◆ **EXERCISE OBJECTIVE**
From the records below, work out how many lines contain "Debug". Reply with that number alone.

[Dataset entries]
+ + + +

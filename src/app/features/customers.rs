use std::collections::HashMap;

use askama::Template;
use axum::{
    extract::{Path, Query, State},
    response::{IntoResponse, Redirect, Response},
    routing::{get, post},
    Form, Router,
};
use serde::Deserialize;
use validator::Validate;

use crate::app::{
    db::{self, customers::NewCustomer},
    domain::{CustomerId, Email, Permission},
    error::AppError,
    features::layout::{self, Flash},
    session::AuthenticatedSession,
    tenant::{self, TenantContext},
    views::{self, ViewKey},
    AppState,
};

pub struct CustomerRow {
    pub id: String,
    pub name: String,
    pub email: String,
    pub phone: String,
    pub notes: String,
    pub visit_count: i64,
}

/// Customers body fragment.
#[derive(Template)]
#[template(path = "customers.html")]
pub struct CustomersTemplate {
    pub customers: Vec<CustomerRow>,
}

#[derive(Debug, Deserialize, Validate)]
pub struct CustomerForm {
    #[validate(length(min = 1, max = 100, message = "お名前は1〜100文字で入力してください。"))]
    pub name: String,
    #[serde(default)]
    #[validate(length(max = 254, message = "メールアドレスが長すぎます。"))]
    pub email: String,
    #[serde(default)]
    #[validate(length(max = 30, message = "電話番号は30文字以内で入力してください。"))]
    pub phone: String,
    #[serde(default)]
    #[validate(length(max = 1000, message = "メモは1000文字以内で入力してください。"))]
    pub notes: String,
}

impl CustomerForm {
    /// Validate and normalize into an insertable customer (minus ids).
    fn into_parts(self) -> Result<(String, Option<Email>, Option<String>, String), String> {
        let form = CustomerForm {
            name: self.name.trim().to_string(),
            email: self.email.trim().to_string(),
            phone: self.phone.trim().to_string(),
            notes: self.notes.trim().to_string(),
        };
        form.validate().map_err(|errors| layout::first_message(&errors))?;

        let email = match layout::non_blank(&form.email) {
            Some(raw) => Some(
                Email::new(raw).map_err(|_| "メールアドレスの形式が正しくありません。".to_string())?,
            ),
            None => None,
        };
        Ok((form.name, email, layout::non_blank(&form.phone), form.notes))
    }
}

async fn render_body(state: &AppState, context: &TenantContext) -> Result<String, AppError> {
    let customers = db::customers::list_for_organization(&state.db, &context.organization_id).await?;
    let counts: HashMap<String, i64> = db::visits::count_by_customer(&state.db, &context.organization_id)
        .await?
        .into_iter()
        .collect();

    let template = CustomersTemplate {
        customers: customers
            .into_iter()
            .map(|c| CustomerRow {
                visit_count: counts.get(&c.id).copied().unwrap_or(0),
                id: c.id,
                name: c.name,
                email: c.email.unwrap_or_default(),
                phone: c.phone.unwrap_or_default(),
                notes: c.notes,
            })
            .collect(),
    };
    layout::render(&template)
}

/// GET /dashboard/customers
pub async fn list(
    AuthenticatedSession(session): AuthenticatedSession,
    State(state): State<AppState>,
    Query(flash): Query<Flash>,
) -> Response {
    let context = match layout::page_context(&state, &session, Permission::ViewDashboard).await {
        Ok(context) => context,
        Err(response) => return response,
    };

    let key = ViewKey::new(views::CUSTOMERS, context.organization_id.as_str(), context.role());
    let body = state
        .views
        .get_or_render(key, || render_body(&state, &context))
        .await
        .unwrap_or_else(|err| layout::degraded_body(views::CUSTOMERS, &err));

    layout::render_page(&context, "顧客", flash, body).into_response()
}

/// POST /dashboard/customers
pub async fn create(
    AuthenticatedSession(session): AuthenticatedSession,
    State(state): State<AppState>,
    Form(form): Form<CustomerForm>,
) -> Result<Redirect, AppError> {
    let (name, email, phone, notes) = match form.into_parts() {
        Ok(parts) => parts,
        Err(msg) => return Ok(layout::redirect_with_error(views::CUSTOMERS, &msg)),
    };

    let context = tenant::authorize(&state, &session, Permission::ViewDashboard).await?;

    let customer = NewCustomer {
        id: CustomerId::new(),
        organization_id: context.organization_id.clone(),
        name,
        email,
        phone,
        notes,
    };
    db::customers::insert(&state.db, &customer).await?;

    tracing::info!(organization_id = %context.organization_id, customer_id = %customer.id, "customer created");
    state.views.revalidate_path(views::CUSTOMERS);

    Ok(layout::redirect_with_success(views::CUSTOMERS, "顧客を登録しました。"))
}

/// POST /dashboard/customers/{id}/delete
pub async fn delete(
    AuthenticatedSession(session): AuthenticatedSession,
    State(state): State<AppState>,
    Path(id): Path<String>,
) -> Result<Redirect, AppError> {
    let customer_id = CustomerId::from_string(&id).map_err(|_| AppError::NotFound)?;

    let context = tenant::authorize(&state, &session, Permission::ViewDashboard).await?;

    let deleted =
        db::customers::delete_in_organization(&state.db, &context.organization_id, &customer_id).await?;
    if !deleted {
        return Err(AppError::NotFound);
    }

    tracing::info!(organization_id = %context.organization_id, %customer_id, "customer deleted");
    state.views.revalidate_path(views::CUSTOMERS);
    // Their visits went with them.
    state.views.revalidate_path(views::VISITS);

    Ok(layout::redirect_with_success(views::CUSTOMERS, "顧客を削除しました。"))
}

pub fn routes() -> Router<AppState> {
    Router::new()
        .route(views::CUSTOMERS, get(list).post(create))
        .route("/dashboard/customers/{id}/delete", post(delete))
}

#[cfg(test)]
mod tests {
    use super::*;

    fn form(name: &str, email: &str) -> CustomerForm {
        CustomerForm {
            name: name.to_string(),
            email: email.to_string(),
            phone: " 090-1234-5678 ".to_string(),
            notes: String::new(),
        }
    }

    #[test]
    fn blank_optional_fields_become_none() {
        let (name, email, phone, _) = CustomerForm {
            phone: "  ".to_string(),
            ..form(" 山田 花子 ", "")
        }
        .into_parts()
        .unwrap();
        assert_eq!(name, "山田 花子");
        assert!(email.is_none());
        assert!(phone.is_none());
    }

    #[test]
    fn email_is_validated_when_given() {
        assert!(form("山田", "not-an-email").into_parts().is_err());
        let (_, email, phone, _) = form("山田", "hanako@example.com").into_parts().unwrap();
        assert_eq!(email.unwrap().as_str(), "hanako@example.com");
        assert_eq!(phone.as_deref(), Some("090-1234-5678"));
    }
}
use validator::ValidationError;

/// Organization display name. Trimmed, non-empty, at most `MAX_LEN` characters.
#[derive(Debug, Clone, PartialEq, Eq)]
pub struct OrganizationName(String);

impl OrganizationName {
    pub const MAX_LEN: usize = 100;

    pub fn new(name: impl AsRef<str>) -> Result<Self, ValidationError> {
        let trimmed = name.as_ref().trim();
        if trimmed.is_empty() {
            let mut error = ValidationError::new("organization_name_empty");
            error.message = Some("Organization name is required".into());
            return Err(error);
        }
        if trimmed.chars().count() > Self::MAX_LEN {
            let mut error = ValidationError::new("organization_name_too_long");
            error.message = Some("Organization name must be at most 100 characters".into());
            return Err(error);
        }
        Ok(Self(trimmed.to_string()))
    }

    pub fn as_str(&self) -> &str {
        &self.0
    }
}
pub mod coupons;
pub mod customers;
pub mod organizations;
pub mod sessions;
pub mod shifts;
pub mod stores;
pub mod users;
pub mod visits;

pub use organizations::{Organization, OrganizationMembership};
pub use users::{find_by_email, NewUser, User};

+ + + +

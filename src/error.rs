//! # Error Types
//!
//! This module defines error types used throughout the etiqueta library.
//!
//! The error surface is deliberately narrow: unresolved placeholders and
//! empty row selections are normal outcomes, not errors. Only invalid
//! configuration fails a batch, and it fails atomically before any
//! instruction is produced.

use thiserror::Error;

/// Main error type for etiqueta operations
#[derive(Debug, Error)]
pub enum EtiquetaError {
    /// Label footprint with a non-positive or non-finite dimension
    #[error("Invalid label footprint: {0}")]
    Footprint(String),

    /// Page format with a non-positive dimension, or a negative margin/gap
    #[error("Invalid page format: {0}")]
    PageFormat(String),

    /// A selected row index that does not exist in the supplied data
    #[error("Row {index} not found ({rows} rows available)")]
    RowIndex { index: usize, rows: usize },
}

+ + + +

◆ **ANSWER SPACE**
3